In my opinion in the initial stage when you open the email, if you check the senders email address you will get to know whether it is genuine or not. These kind of airdrops falls under Giveaway scam and it is always advised to stay away from any kind of giveaways related to cryptocurrency as most turn out to be scams.

Another way to verify whether the airdrop is genuine or not is to send a DM either to the sender on Twitter in this case Latoken exchange or to Stellar. They would generally reply to your query in couple of hours.

[pakhitheboss]

I forgot to wrote about your images in OP. They are too large so would you mind resizing those images or use width/ height options in img blocks.

To resize images, it is good if you have app in hands. It is my personal method, when I resize image manually: by copy and paste original image to .doc file, then zoom it out a little bit, make a screenshot, crop it and create a smaller image. I don't have to use any image-resize site.

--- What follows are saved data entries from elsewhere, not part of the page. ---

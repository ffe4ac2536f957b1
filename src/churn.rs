// Deliberate heap churn, called once per scanline by the compositor.
// Nothing reads the strings; they only exist to keep the allocator busy while we draw.

use std::hint::black_box;

#[derive(Debug, Default)]
pub struct AllocationPressure {
    counter: u64,
}

impl AllocationPressure {
    pub fn new() -> Self {
        Self::default()
    }

    /// Allocate one short-lived string from the counter and drop it.
    pub fn generate(&mut self) {
        self.counter += 1;
        // black_box keeps the allocation from being optimized out.
        let garbage = black_box(self.counter.to_string());
        drop(garbage);
    }

    /// How many times `generate` has run.
    pub fn invocations(&self) -> u64 {
        self.counter
    }
}
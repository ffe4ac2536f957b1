// Software compositing: repaint the whole locked texture with a cross-hair.
// What you see: a black window with one white row and one white column
// crossing at the pointer.

use crate::churn::AllocationPressure;
use crate::surface::PixelBufferView;
use crate::types::Pixel;

/// Clamp `x` into the half-open range `[a, b)`.
///
/// Values at or past `b` map to `b - 1`, the last valid index. An empty range
/// (`b <= a`) yields `a`.
#[inline]
pub fn clip(x: i32, a: i32, b: i32) -> i32 {
    if x < a || b <= a {
        return a;
    }
    if x >= b {
        return b - 1;
    }
    x
}

/// Paint every visible pixel: white on row `y0` and column `x0`, opaque black elsewhere.
///
/// `x0`/`y0` are clipped to the view first, so any pointer position is fine.
/// `churn` runs once per row and never touches the pixels.
pub fn draw_cross(
    view: &mut PixelBufferView<'_>,
    x0: i32,
    y0: i32,
    churn: &mut AllocationPressure,
) {
    let (width, height) = (view.width(), view.height());
    if width == 0 || height == 0 {
        return;
    }
    let x0 = clip(x0, 0, to_i32(width)) as usize;
    let y0 = clip(y0, 0, to_i32(height)) as usize;

    for y in 0..height {
        churn.generate();
        let Some(row) = view.row_mut(y) else {
            break;
        };
        if y == y0 {
            row.fill(Pixel::WHITE);
            continue;
        }
        row.fill(Pixel::BLACK);
        row[x0] = Pixel::WHITE;
    }
}

#[inline]
fn to_i32(n: usize) -> i32 {
    i32::try_from(n).unwrap_or(i32::MAX)
}

#[cfg(test)]
mod tests {
    use super::*;
    use proptest::prelude::*;

    fn expected(x: usize, y: usize, x0: usize, y0: usize) -> Pixel {
        if x == x0 || y == y0 { Pixel::WHITE } else { Pixel::BLACK }
    }

    #[test]
    fn clip_maps_into_half_open_range() {
        assert_eq!(clip(-5, 0, 800), 0);
        assert_eq!(clip(0, 0, 800), 0);
        assert_eq!(clip(799, 0, 800), 799);
        assert_eq!(clip(800, 0, 800), 799);
        assert_eq!(clip(i32::MAX, 0, 800), 799);
        assert_eq!(clip(3, 0, 0), 0);
    }

    #[test]
    fn full_window_cross_at_center() {
        let (w, h) = (800, 600);
        let mut buf = vec![Pixel(0); w * h];
        let mut churn = AllocationPressure::new();
        let mut view = PixelBufferView::new(&mut buf, w, h, w).unwrap();
        draw_cross(&mut view, 400, 300, &mut churn);

        for y in 0..h {
            assert_eq!(view.get(400, y), Some(Pixel::WHITE));
        }
        for x in 0..w {
            assert_eq!(view.get(x, 300), Some(Pixel::WHITE));
        }
        let black = buf.iter().filter(|p| **p == Pixel::BLACK).count();
        assert_eq!(black, w * h - (w + h - 1));
        assert!(buf.iter().all(|p| *p == Pixel::BLACK || *p == Pixel::WHITE));
    }

    #[test]
    fn out_of_range_pointer_clips_to_edges() {
        let (w, h) = (16, 9);
        let mut buf = vec![Pixel(0); w * h];
        let mut churn = AllocationPressure::new();
        let mut view = PixelBufferView::new(&mut buf, w, h, w).unwrap();

        draw_cross(&mut view, -5, 100, &mut churn);
        assert_eq!(view.get(0, 0), Some(Pixel::WHITE));
        assert_eq!(view.get(1, 0), Some(Pixel::BLACK));
        assert_eq!(view.get(5, h - 1), Some(Pixel::WHITE));

        draw_cross(&mut view, w as i32, -1, &mut churn);
        assert_eq!(view.get(w - 1, 5), Some(Pixel::WHITE));
        assert_eq!(view.get(w - 2, 5), Some(Pixel::BLACK));
        assert_eq!(view.get(3, 0), Some(Pixel::WHITE));
    }

    #[test]
    fn padding_between_rows_is_left_alone() {
        let (w, h, pitch) = (5, 4, 8);
        let sentinel = Pixel(0xDEAD_BEEF);
        let mut buf = vec![sentinel; pitch * h];
        let mut churn = AllocationPressure::new();
        {
            let mut view = PixelBufferView::new(&mut buf, w, h, pitch).unwrap();
            draw_cross(&mut view, 2, 1, &mut churn);
        }
        for y in 0..h {
            for x in 0..pitch {
                let p = buf[y * pitch + x];
                if x < w {
                    assert_eq!(p, expected(x, y, 2, 1), "pixel ({x}, {y})");
                } else {
                    assert_eq!(p, sentinel, "padding ({x}, {y})");
                }
            }
        }
    }

    #[test]
    fn drawing_twice_gives_the_same_buffer() {
        let (w, h) = (31, 17);
        let mut buf = vec![Pixel(7); w * h];
        let mut churn = AllocationPressure::new();
        {
            let mut view = PixelBufferView::new(&mut buf, w, h, w).unwrap();
            draw_cross(&mut view, 11, 4, &mut churn);
        }
        let first = buf.clone();
        {
            let mut view = PixelBufferView::new(&mut buf, w, h, w).unwrap();
            draw_cross(&mut view, 11, 4, &mut churn);
        }
        assert_eq!(first, buf);
    }

    #[test]
    fn churn_runs_once_per_row_and_does_not_affect_pixels() {
        let (w, h) = (20, 12);
        let mut fresh = vec![Pixel(0); w * h];
        let mut busy = vec![Pixel(0); w * h];

        let mut churn = AllocationPressure::new();
        {
            let mut view = PixelBufferView::new(&mut fresh, w, h, w).unwrap();
            draw_cross(&mut view, 3, 8, &mut churn);
        }
        assert_eq!(churn.invocations(), h as u64);

        let mut worn = AllocationPressure::new();
        for _ in 0..50_000 {
            worn.generate();
        }
        {
            let mut view = PixelBufferView::new(&mut busy, w, h, w).unwrap();
            draw_cross(&mut view, 3, 8, &mut worn);
        }
        assert_eq!(fresh, busy);
    }

    #[test]
    fn empty_surface_draws_nothing() {
        let mut buf: Vec<Pixel> = Vec::new();
        let mut churn = AllocationPressure::new();
        let mut view = PixelBufferView::new(&mut buf, 0, 0, 0).unwrap();
        draw_cross(&mut view, 0, 0, &mut churn);
        assert_eq!(churn.invocations(), 0);
    }

    proptest! {
        #[test]
        fn prop_cross_lines_are_white_everything_else_black(
            w in 1usize..48,
            h in 1usize..48,
            pad in 0usize..5,
            fx in 0.0f64..1.0,
            fy in 0.0f64..1.0,
        ) {
            let x0 = ((w as f64) * fx) as usize;
            let y0 = ((h as f64) * fy) as usize;
            let pitch = w + pad;
            let mut buf = vec![Pixel(0); pitch * h];
            let mut churn = AllocationPressure::new();
            let mut view = PixelBufferView::new(&mut buf, w, h, pitch).unwrap();
            draw_cross(&mut view, x0 as i32, y0 as i32, &mut churn);

            for y in 0..h {
                for x in 0..w {
                    prop_assert_eq!(view.get(x, y), Some(expected(x, y, x0, y0)));
                }
            }
        }
    }
}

Hey! @tranthidung using Google doc is a good idea to resize the image. I did try to resize it but it would not work for me. Thanks for letting me know about this technique. I will surely try it.

I wanted the contents to be easy to read therefore I intentionally kept the images big but I never expected them to be so big. I will surely try it.

[seoincorporation]

Phishing Email has been one of the favorite attack of hackers, and it's that way because it's really easy to attack tons of users at the same time. And that kind of attack are about probability... i mean the 0.01% will hit the bait, so, if the attacker sends a mail to 10000 users at least 1 will get scammed, so, what happens if the attack goes to 1M users.  So, be careful with mail and never open a link from there.

[hatakeyudu]

Phishing Email has been one of the favorite attack of hackers, and it's that way because it's really easy to attack tons of users at the same time. And that kind of attack are about probability... i mean the 0.01% will hit the bait, so, if the attacker sends a mail to 10000 users at least 1 will get scammed, so, what happens if the attack goes to 1M users.  So, be careful with mail and never open a link from there.

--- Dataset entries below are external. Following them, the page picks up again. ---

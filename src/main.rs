// What you SEE:
// • A black 800x600 window with a white cross-hair that follows the mouse.
// • The whole frame is repainted into a locked texture every refresh.
// • Releasing any key, or closing the window, quits.
//
// Set RUST_LOG=debug for an FPS readout on the terminal.

use crosshair::config::Config;
use crosshair::error::Error;
use crosshair::frame_loop::FrameLoop;
use crosshair::window::MinifbBackend;

fn main() -> Result<(), Error> {
    env_logger::Builder::from_env(env_logger::Env::default().default_filter_or("info")).init();

    run().inspect_err(|e| log::error!("{e}"))
}

fn run() -> Result<(), Error> {
    /* --- Window + texture setup ---
       Visual: the window opens, still black. */
    let backend = MinifbBackend::new(&Config::DEFAULT)?;

    /* --- Main loop ---
       Stays on this (the main) thread; the window APIs require it. */
    let mut frames = FrameLoop::new(backend);
    frames.run()?;
    Ok(())
}
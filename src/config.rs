// Fixed window settings. There are no flags or files; these are the only knobs.

#[derive(Clone, Copy, Debug, PartialEq, Eq)]
pub struct Config {
    pub title: &'static str,
    pub width: usize,
    pub height: usize,
    /// Presentation rate cap; stands in for vsync on backends without it.
    pub target_fps: usize,
}

impl Config {
    pub const DEFAULT: Config = Config {
        title: "Crosshair",
        width: 800,
        height: 600,
        target_fps: 60,
    };
}
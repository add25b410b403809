// Licensed under the Apache License, Version 2.0 <LICENSE-APACHE or
// http://www.apache.org/licenses/LICENSE-2.0> or the MIT license
// <LICENSE-MIT or http://opensource.org/licenses/MIT>, at your
// option. This file may not be copied, modified, or distributed
// except according to those terms.

//! # Controllers
//!
//! One controller per feature area. Each loads its persisted state through
//! the [`StateStore`](crate::storage::StateStore), optionally calls the
//! recipe provider, falls back to demo data when the provider fails,
//! recomputes derived values and writes the result back.
//!
//! Meal plan and recipe requests carry a [`RequestToken`]. A response whose
//! token has been overtaken by a newer request is dropped without touching
//! state.

use std::sync::atomic::{AtomicU64, Ordering};

use serde::Serialize;

pub mod meal_planner;
pub mod nutrition_tracker;
pub mod profile;
pub mod recipe_browser;

pub use meal_planner::MealPlanner;
pub use nutrition_tracker::NutritionTracker;
pub use profile::{ProfileManager, ProfileSummary};
pub use recipe_browser::RecipeBrowser;

/// Issues increasing request tokens; only the newest one is current
#[derive(Debug, Default)]
pub struct RequestSequencer {
    latest: AtomicU64,
}

#[derive(Debug, Clone, Copy, PartialEq, Eq, PartialOrd, Ord)]
pub struct RequestToken(u64);

impl RequestToken {
    pub fn value(&self) -> u64 {
        self.0
    }
}

impl RequestSequencer {
    pub fn new() -> Self {
        Self::default()
    }

    pub fn next(&self) -> RequestToken {
        RequestToken(self.latest.fetch_add(1, Ordering::SeqCst) + 1)
    }

    pub fn is_current(&self, token: RequestToken) -> bool {
        self.latest.load(Ordering::SeqCst) == token.0
    }

    pub fn latest(&self) -> u64 {
        self.latest.load(Ordering::SeqCst)
    }
}

/// Result of a request that a newer request may have overtaken
#[derive(Debug, Clone, PartialEq)]
pub enum Outcome<T> {
    Fresh(T),
    /// A newer request was issued before this one finished
    Superseded,
}

impl<T> Outcome<T> {
    pub fn is_superseded(&self) -> bool {
        matches!(self, Outcome::Superseded)
    }

    pub fn into_fresh(self) -> Option<T> {
        match self {
            Outcome::Fresh(value) => Some(value),
            Outcome::Superseded => None,
        }
    }
}

#[derive(Debug, Clone, Copy, PartialEq, Eq, Serialize)]
#[serde(rename_all = "lowercase")]
pub enum DataSource {
    Live,
    Demo,
}

/// Data shown to the user, with a notice when it is demo fallback data
#[derive(Debug, Clone, PartialEq, Serialize)]
pub struct Served<T> {
    pub data: T,
    pub source: DataSource,
    #[serde(skip_serializing_if = "Option::is_none")]
    pub notice: Option<&'static str>,
}

impl<T> Served<T> {
    pub fn live(data: T) -> Self {
        Self {
            data,
            source: DataSource::Live,
            notice: None,
        }
    }

    pub fn demo(data: T, notice: &'static str) -> Self {
        Self {
            data,
            source: DataSource::Demo,
            notice: Some(notice),
        }
    }

    pub fn is_fallback(&self) -> bool {
        self.source == DataSource::Demo
    }
}

#[cfg(test)]
mod tests {
    use super::*;

    #[test]
    fn test_only_latest_token_is_current() {
        let sequencer = RequestSequencer::new();
        let first = sequencer.next();
        assert!(sequencer.is_current(first));

        let second = sequencer.next();
        assert!(second > first);
        assert!(!sequencer.is_current(first));
        assert!(sequencer.is_current(second));
        assert_eq!(sequencer.latest(), second.value());
    }

    #[test]
    fn test_outcome_helpers() {
        assert_eq!(Outcome::Fresh(3).into_fresh(), Some(3));
        assert!(Outcome::<u8>::Superseded.is_superseded());
        assert!(Outcome::<u8>::Superseded.into_fresh().is_none());
    }

    #[test]
    fn test_served_notice_serialization() {
        let live = serde_json::to_value(Served::live(1)).unwrap();
        assert_eq!(live, serde_json::json!({"data": 1, "source": "live"}));

        let demo = Served::demo(1, "fallback");
        assert!(demo.is_fallback());
        assert_eq!(serde_json::to_value(demo).unwrap()["notice"], "fallback");
    }
}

Phishing emails lead to phishing sites, fake applications and scam requirements on private keys, mnemonic seeds to get supports or scam giveaway (send first and get more fund back).

I have a question on phishing sites. What will happen if I visit a phishing site and log in my account on phishing site. I know they steal my password, account details but if I have 2FA for my account, will they be able to steal my fund? I think they can not because they won't be able to steal my 2FA that is on my phone.

[erikoy]

Scammers are really working hard to get money. In this manner the term fast and easy money may not apply to them already because they too work hard before they can earn. Scamming now is more likely a job to which one should exert effort before one can earn. And these days? So hard to get a client to get scam because more people now are wary about cryptocurrency and others too believe that cryptocurrency is scam due to the number of scam activity where cryptocurrency was drag especially bitcoin.

[jossiel]

I think there was the same stellar airdrop scam that was posted before but thanks for the heads up. You probably have signed up to a website or form which is the source why that email sender was able to reach you out through their email.

And good reaction from OP. As long as you are aware that you have never signed up for any airdrop or you are feeling it with your guts that the email is sort of a scam and spam, don't click links attached to it.

[jademaxsuy]

I got a lot of emails like this but I ignore it all. Most are offering so good to be true and I do not want to try it out because it is just a bait for the scammers to get through with the process of scamming. This one clearly is all about phishing and it may be a regret soon when one is too greedy to try it.

If I only have time I will take an effort to open the email and then log in wrong wallet address and wallet details so that scammer will have his time too to open the wrong wallet details you provide in their phishing tool.